Describe the structure of a striated muscle fibre

Answer 25

• Sacrolemma (Cell membrane)
• Sacroplasm (Cell cytoplasm)
• Sacroplasmic reticulum (Endoplasmic reticulum)
• The sacrolemma has several infoldings into the interior of the fibre called transverse system tubules
• Has large amounts of mitochondria
• The membranes of the SR have several protein pumps to allow calcium ions into the cisternae
• contain myofibrils that are made up of myosin and actin proteins

Question 26

what refers to the sacromere

Answer 26

The part of the myofibril between two Z discs

Question 27

A band:

Answer 27

The overlap of thick and thin filaments ( Actin and Myosin)

Question 28

I band:

Answer 28

No myosin only actin filaments

Question 29

H band:

Answer 29

Only Myosin filaments

Question 30

Z line:

Answer 30

An attachment for the actin filaments

Question 31

M line:

Answer 31

an attachment for the myosin filaments

Question 32

Describe myosins components

Answer 32

• a fibrous protein
• globular heads pointing away from the m line
• they lie in a bundle

Question 33

Describe Actin components

Answer 33

• Globular protein
• they are linked to form a chain
• they are twisted with tropomyosin and troponin which is attached to the chain at regular intervals

Question 34

Describe the sliding filament model step by step:

Answer 34

• 1.When a muscle contracts, calcium ions are released from stores in the SR and they bind to troponin
• 2.Troponin changes shape as a result.

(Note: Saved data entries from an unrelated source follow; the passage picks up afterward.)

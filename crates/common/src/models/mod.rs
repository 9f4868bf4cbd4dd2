/// 共享数据模型
///
/// 定义引擎和 Server 共享的状态枚举与过滤分类

use serde::{Deserialize, Serialize};
use std::fmt;
use std::str::FromStr;

/// 操作（请求）状态
///
/// 主机级状态由其任务汇总得出，使用同一枚举
#[derive(Debug, Clone, Copy, Serialize, Deserialize, PartialEq, Eq, Hash)]
#[serde(rename_all = "SCREAMING_SNAKE_CASE", from = "String")]
pub enum OperationStatus {
    Pending,
    InProgress,
    Success,
    Failed,
    Aborted,
    Timedout,
}

impl OperationStatus {
    pub fn as_str(&self) -> &'static str {
        match self {
            OperationStatus::Pending => "PENDING",
            OperationStatus::InProgress => "IN_PROGRESS",
            OperationStatus::Success => "SUCCESS",
            OperationStatus::Failed => "FAILED",
            OperationStatus::Aborted => "ABORTED",
            OperationStatus::Timedout => "TIMEDOUT",
        }
    }

    /// 是否允许发起中止
    pub fn is_abortable(&self) -> bool {
        matches!(self, OperationStatus::Pending | OperationStatus::InProgress)
    }

    /// 是否允许重试
    pub fn is_retryable(&self) -> bool {
        matches!(
            self,
            OperationStatus::Failed | OperationStatus::Aborted | OperationStatus::Timedout
        )
    }

    /// 是否已结束
    pub fn is_finished(&self) -> bool {
        !matches!(self, OperationStatus::Pending | OperationStatus::InProgress)
    }
}

impl From<String> for OperationStatus {
    fn from(s: String) -> Self {
        match s.to_ascii_uppercase().as_str() {
            "PENDING" | "QUEUED" => OperationStatus::Pending,
            "IN_PROGRESS" | "UPGRADING" => OperationStatus::InProgress,
            "SUCCESS" | "COMPLETED" => OperationStatus::Success,
            "FAILED" => OperationStatus::Failed,
            "ABORTED" => OperationStatus::Aborted,
            "TIMEDOUT" => OperationStatus::Timedout,
            _ => OperationStatus::Pending,
        }
    }
}

impl fmt::Display for OperationStatus {
    fn fmt(&self, f: &mut fmt::Formatter<'_>) -> fmt::Result {
        f.write_str(self.as_str())
    }
}

/// 任务状态
#[derive(Debug, Clone, Copy, Serialize, Deserialize, PartialEq, Eq, Hash)]
#[serde(rename_all = "SCREAMING_SNAKE_CASE", from = "String")]
pub enum TaskStatus {
    Pending,
    Queued,
    InProgress,
    Completed,
    Failed,
    Aborted,
    Timedout,
}

impl TaskStatus {
    pub fn as_str(&self) -> &'static str {
        match self {
            TaskStatus::Pending => "PENDING",
            TaskStatus::Queued => "QUEUED",
            TaskStatus::InProgress => "IN_PROGRESS",
            TaskStatus::Completed => "COMPLETED",
            TaskStatus::Failed => "FAILED",
            TaskStatus::Aborted => "ABORTED",
            TaskStatus::Timedout => "TIMEDOUT",
        }
    }

    /// 已结束（无论成功与否）
    pub fn is_completed_class(&self) -> bool {
        matches!(
            self,
            TaskStatus::Completed | TaskStatus::Failed | TaskStatus::Aborted | TaskStatus::Timedout
        )
    }
}

impl From<String> for TaskStatus {
    fn from(s: String) -> Self {
        match s.to_ascii_uppercase().as_str() {
            "PENDING" => TaskStatus::Pending,
            "QUEUED" => TaskStatus::Queued,
            "IN_PROGRESS" | "UPGRADING" => TaskStatus::InProgress,
            "COMPLETED" | "SUCCESS" => TaskStatus::Completed,
            "FAILED" => TaskStatus::Failed,
            "ABORTED" => TaskStatus::Aborted,
            "TIMEDOUT" => TaskStatus::Timedout,
            _ => TaskStatus::Pending,
        }
    }
}

impl From<TaskStatus> for OperationStatus {
    fn from(status: TaskStatus) -> Self {
        match status {
            TaskStatus::Pending | TaskStatus::Queued => OperationStatus::Pending,
            TaskStatus::InProgress => OperationStatus::InProgress,
            TaskStatus::Completed => OperationStatus::Success,
            TaskStatus::Failed => OperationStatus::Failed,
            TaskStatus::Aborted => OperationStatus::Aborted,
            TaskStatus::Timedout => OperationStatus::Timedout,
        }
    }
}

impl fmt::Display for TaskStatus {
    fn fmt(&self, f: &mut fmt::Formatter<'_>) -> fmt::Result {
        f.write_str(self.as_str())
    }
}

/// 状态过滤分类
#[derive(Debug, Clone, Copy, Serialize, Deserialize, PartialEq, Eq, Hash, Default)]
#[serde(rename_all = "snake_case")]
pub enum StatusCategory {
    #[default]
    All,
    Pending,
    InProgress,
    Failed,
    Completed,
    Aborted,
    Timedout,
}

impl StatusCategory {
    /// 全部分类（下拉框顺序）
    pub const ALL: [StatusCategory; 7] = [
        StatusCategory::All,
        StatusCategory::Pending,
        StatusCategory::InProgress,
        StatusCategory::Failed,
        StatusCategory::Completed,
        StatusCategory::Aborted,
        StatusCategory::Timedout,
    ];

    pub fn as_str(&self) -> &'static str {
        match self {
            StatusCategory::All => "all",
            StatusCategory::Pending => "pending",
            StatusCategory::InProgress => "in_progress",
            StatusCategory::Failed => "failed",
            StatusCategory::Completed => "completed",
            StatusCategory::Aborted => "aborted",
            StatusCategory::Timedout => "timedout",
        }
    }

    /// 操作/主机状态所属分类
    pub fn of_operation(status: OperationStatus) -> Self {
        match status {
            OperationStatus::Pending => StatusCategory::Pending,
            OperationStatus::InProgress => StatusCategory::InProgress,
            OperationStatus::Success => StatusCategory::Completed,
            OperationStatus::Failed => StatusCategory::Failed,
            OperationStatus::Aborted => StatusCategory::Aborted,
            OperationStatus::Timedout => StatusCategory::Timedout,
        }
    }

    /// 任务状态所属分类（pending 同时包含 PENDING 与 QUEUED）
    pub fn of_task(status: TaskStatus) -> Self {
        Self::of_operation(status.into())
    }

    pub fn matches_operation(&self, status: OperationStatus) -> bool {
        *self == StatusCategory::All || *self == Self::of_operation(status)
    }

    pub fn matches_task(&self, status: TaskStatus) -> bool {
        *self == StatusCategory::All || *self == Self::of_task(status)
    }
}

impl FromStr for StatusCategory {
    type Err = crate::Error;

    fn from_str(s: &str) -> Result<Self, Self::Err> {
        match s {
            "all" => Ok(StatusCategory::All),
            "pending" => Ok(StatusCategory::Pending),
            "in_progress" => Ok(StatusCategory::InProgress),
            "failed" => Ok(StatusCategory::Failed),
            "completed" => Ok(StatusCategory::Completed),
            "aborted" => Ok(StatusCategory::Aborted),
            "timedout" => Ok(StatusCategory::Timedout),
            other => Err(crate::Error::InvalidArgument(format!("未知的状态分类: {}", other))),
        }
    }
}

impl fmt::Display for StatusCategory {
    fn fmt(&self, f: &mut fmt::Formatter<'_>) -> fmt::Result {
        f.write_str(self.as_str())
    }
}

/// 常量定义
pub mod constants {
    /// 默认 Server 端口
    pub const DEFAULT_SERVER_PORT: u16 = 3000;

    /// 默认轮询间隔（秒）
    pub const DEFAULT_POLL_INTERVAL: u64 = 6;

    /// 默认拉取的最近操作数量
    pub const DEFAULT_OPERATIONS_LIMIT: usize = 10;

    /// "显示更多" 每次增加的操作数量
    pub const SHOW_MORE_INCREMENT: usize = 10;

    /// 默认 RPC 超时（秒）
    pub const DEFAULT_RPC_TIMEOUT: u64 = 30;

    /// 排队任务的进度权重
    pub const QUEUED_WEIGHT: f64 = 0.09;

    /// 执行中任务的进度权重
    pub const IN_PROGRESS_WEIGHT: f64 = 0.35;

    /// 已结束任务的进度权重
    pub const COMPLETED_WEIGHT: f64 = 1.0;
}

#[cfg(test)]
mod tests {
    use super::*;

    #[test]
    fn test_status_parsing_aliases() {
        let status: TaskStatus = serde_json::from_str("\"UPGRADING\"").unwrap();
        assert_eq!(status, TaskStatus::InProgress);

        let status: TaskStatus = serde_json::from_str("\"success\"").unwrap();
        assert_eq!(status, TaskStatus::Completed);

        let status: OperationStatus = serde_json::from_str("\"SOMETHING_NEW\"").unwrap();
        assert_eq!(status, OperationStatus::Pending);
    }

    #[test]
    fn test_status_serialization() {
        assert_eq!(serde_json::to_string(&TaskStatus::InProgress).unwrap(), "\"IN_PROGRESS\"");
        assert_eq!(serde_json::to_string(&OperationStatus::Timedout).unwrap(), "\"TIMEDOUT\"");
        assert_eq!(serde_json::to_string(&StatusCategory::InProgress).unwrap(), "\"in_progress\"");
    }

    #[test]
    fn test_category_mapping() {
        assert!(StatusCategory::Pending.matches_task(TaskStatus::Pending));
        assert!(StatusCategory::Pending.matches_task(TaskStatus::Queued));
        assert!(StatusCategory::Completed.matches_task(TaskStatus::Completed));
        assert!(StatusCategory::Completed.matches_operation(OperationStatus::Success));
        assert!(!StatusCategory::Failed.matches_task(TaskStatus::Aborted));
        assert!(StatusCategory::All.matches_task(TaskStatus::Timedout));
    }

    #[test]
    fn test_category_from_str() {
        assert_eq!("in_progress".parse::<StatusCategory>().unwrap(), StatusCategory::InProgress);
        assert!("bogus".parse::<StatusCategory>().is_err());
    }

    #[test]
    fn test_abortable_and_retryable() {
        assert!(OperationStatus::InProgress.is_abortable());
        assert!(OperationStatus::Pending.is_abortable());
        assert!(!OperationStatus::Success.is_abortable());
        assert!(OperationStatus::Failed.is_retryable());
        assert!(!OperationStatus::InProgress.is_retryable());
    }
}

Troponin and tropomyosin move to a different position, exposing the binding sites for myosin
• 3.The myosin heads bind with these sites forming cross-bridges between the 2 filaments
• 4.The myosin head then moves pulling the actin filaments along towards the center of the sacromere
• 5.The myosin heads let go of actin once ATP molecules have been hydrolyzed, providing enough energy to let go of the actin.

Question 35

Describe the events that occur when an impulse is sent to a neuromuscular junction and muscle fibre

Answer 35

1. An action potential is made and causes the diffusion of calcium ions into the neuron.
2. Calcium ions cause vesicles which contain ACh to fuse with presynaptic membrane and is released into the cleft
3. ACh binds to the receptors in the sarcolemma causing them to open proteins for sodium ions, sodium ions then depolarises the membrane.
4. The depolarisation spreads down to the T-tubules which trigger channel proteins for calcium ions to open, Ca will diffuse out and go to the troponin and tropomyosin

Question 36

How do Venus Fly traps detect insects

Answer 36

• An insect will usually touch the sensory hairs on the inside of the folded leaves. The deflection of the hair activates calcium ion channels in cells to open so that Ca flows in to generate a receptor potential
• There’s a time interval of 20-35 seconds in which the second and third hairs are deflected. The leaf will shut
• The shutting is likely a result of a release of elastic tension in the cell walls
• further deflections of the sensory hairs by the insect stimulate the entry of calcium ions into gland cells. The Ca stimulates exocytosis of vesicles containing digestive enzymes in a similar way to their role in synapses

Question 37

How is the Venus fly trap adapted to avoid closing unnecessarily and wasting energy

Answer 37

• The stimulation of a single hair does not trigger closure
• The gaps between the stiff hairs form ‘bars’ to prevent big insects from crawling out and allow small insects to pass through

Question 38

State the 2 plant growth regulators

Answer 38

• Auxins
• Gibberellins

Question 39

Growth occurs in 3 stages:

Answer 39

• Cell division
• Cell elongation
• Cell differentiation

Question 40

How do auxins affect the plant’s growth

Answer 40

• Auxins are involved in controlling growth by elongation
• Auxin binds to a receptor protein on the cell surface membrane which stimulates ATPase proton pumps
• This allows H+ ions into the cell wall. In the cell wall, there are proteins known as expansions which are activated by the decrease in pH. The protein loosens the bonds between cellulose microfibrils and the matrix surrounding them
• The cells then absorb water by osmosis and the increase in the internal pressure causes the walls to stretch
• as they stretch, these cells elongate

Question 41

Where are gibberellins mostly found

Answer 41

• Young leaves
• seeds
• stems

Question 42

How do gibberellins stimulate growth in plants

Answer 42

• These promote cell extension in stems
• Gibberellins stimulate enzymes called XET which break hemicellulose molecules so that cellulose microfibrils move further apart, thus expanding.

Question 43

How are gibberellins involved in the control of germination

Answer 43

1- Water uptake initiates germination
2- Embryo synthesizes gibberellin in response to water uptake
3- The aleurone layer synthesizes amylase in response to gibberellin
4- Amylase catalyze the hydrolysis of starch to maltose which is broken down to glucose and transferred to the embryo and respired

Question 44

describe the differences between animal and plant coordination

Answer 44

TRANSMISSION OF ELECTRICAL IMPULSE:
Plant- Via the cell membrane through plasmodesmata
Animal- Neurons
DEPOLARISATION:
Plant- Outflow of chloride ions
Animal- Influx of sodium ions
REPOLARISATION:
Plant- Outflow of K+ ions
Animals- Outflow of K+ ions